簀(す)と呼ばれる醤油漉し

簀(す)醤油漉し


普通なら見過ごしてしまう事もありますろう。ただの竹編みの円柱形の筒ながです。どうしても見過ごしては行けないのは又いつもの通りぜよ。


「ちょっと、おまん、ワシの事を知っちょうかえ?」


竹が話しかけてくる。足が止まる、そこで初めて知ったのが簀(す)と呼ばれる醤油漉しぞね。


そもそも、醤油造りは木製の樽に大豆や大麦などを蒸して入れちょいて、発酵させるものですが、そのドロリとした諸味の中にこの簀(す)を縦に沈めます。するとこの竹編みが醤油漉しの役割をして、中には澄んだ醤油が染み出してくるという仕組みながです。竹製のタガを使うちょりましたので、醤油が大きな樽で作られゆう事は知っちょりましたが、詳しい事など何ちゃあ知りませんでした。日本酒みたいに樽のどこかに穴でもあって、そこを開いたら勝手に流れてくるくらいに思うちょったがです。

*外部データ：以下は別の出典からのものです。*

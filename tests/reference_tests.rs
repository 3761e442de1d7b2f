//! Data-driven matching tests in the shape of the upstream reference-test
//! fixtures: one JSON document configures the gate, another lists URL cases
//! with their expected verdicts.

use std::sync::Arc;

use serde::Deserialize;

use adclick_gate::config::AttributionConfig;
use adclick_gate::eval::AttributionEvaluator;
use adclick_gate::feature::FeatureFlags;
use adclick_gate::store::AttributionStore;

const REFERENCE_CONFIG: &str = include_str!("data/ad_click_attribution_reference.json");
const MATCHING_TESTS: &str = include_str!("data/ad_click_attribution_matching_tests.json");

#[derive(Debug, Deserialize)]
struct ReferenceTest {
    #[serde(rename = "adClickAllowlist")]
    ad_click_allowlist: AllowlistSuite,
}

#[derive(Debug, Deserialize)]
struct AllowlistSuite {
    name: String,
    tests: Vec<TestCase>,
}

#[derive(Debug, Deserialize)]
struct TestCase {
    name: String,
    url: String,
    #[serde(rename = "isAllowed")]
    is_allowed: bool,
}

fn reference_evaluator() -> AttributionEvaluator {
    let config = AttributionConfig::from_json(REFERENCE_CONFIG).expect("reference config parses");
    let store = Arc::new(AttributionStore::new());
    let flags = Arc::new(FeatureFlags::new());
    config.install(&store, &flags);
    AttributionEvaluator::new(store, flags)
}

#[test]
fn reference_cases_return_the_expected_result() {
    let suite: ReferenceTest =
        serde_json::from_str(MATCHING_TESTS).expect("matching tests fixture parses");
    let evaluator = reference_evaluator();

    for case in &suite.ad_click_allowlist.tests {
        assert_eq!(
            evaluator.is_allowed(&case.url),
            case.is_allowed,
            "{} — case: {} ({})",
            suite.ad_click_allowlist.name,
            case.name,
            case.url,
        );
    }
}

#[test]
fn reference_config_arms_detections() {
    let evaluator = reference_evaluator();
    assert!(evaluator.detections_active());
}

#[test]
fn reference_cases_are_idempotent() {
    let suite: ReferenceTest = serde_json::from_str(MATCHING_TESTS).unwrap();
    let evaluator = reference_evaluator();

    for case in &suite.ad_click_allowlist.tests {
        let first = evaluator.is_allowed(&case.url);
        assert_eq!(evaluator.is_allowed(&case.url), first, "case: {}", case.name);
    }
}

まっこと、昔ながらの醤油造りを知らんと、竹細工の事も本当の意味で知る事にはならんがやにゃあ。もう何年か前の事ですけんど、つくづく思うたがです。この簀には、いくつか大きさがありましたので、醤油屋さんだけで使われちょったという竹製品ではないですろう。今と違うて醤油や味噌を自家製で作る時代には、それぞれのご家庭用にあわせて職人さんが編まれたと思うがです。かつては、まるでオーダーでスーツを作るように、背負い籠も使われる方の肩幅に合わせてその人専用に竹職人さんが誂えたという時代もあったがです。それだけ竹と人が密接な関係にあり、仕事や生活の中で無くてはならない必需品とされちょったいう事です。


そうそう、そんな話しをしよりましたら、更にそれより数年さかのぼって塩取りかごが職人さんのお家の軒下に吊されちょった事も思いだしましたぜよ。


現代の日本なら塩に不自由する事は、あまり考えられませんけんど、交通の不便やった当時、特に山深い地域では手にいれる事も大変で、相当な貴重品やったと想像できるがです。水分を多く含んだ精製されていない海の塩を漉すための籠、このような暮らしぶりを知らんかったら一体何の為のもので、どうしてこんな形をしているのか、ちっくと分かりかねますぜよ。けんど、使い道を聞いたらまっこと納得しますぞね。日本の暮らしの中には常に竹があったがです。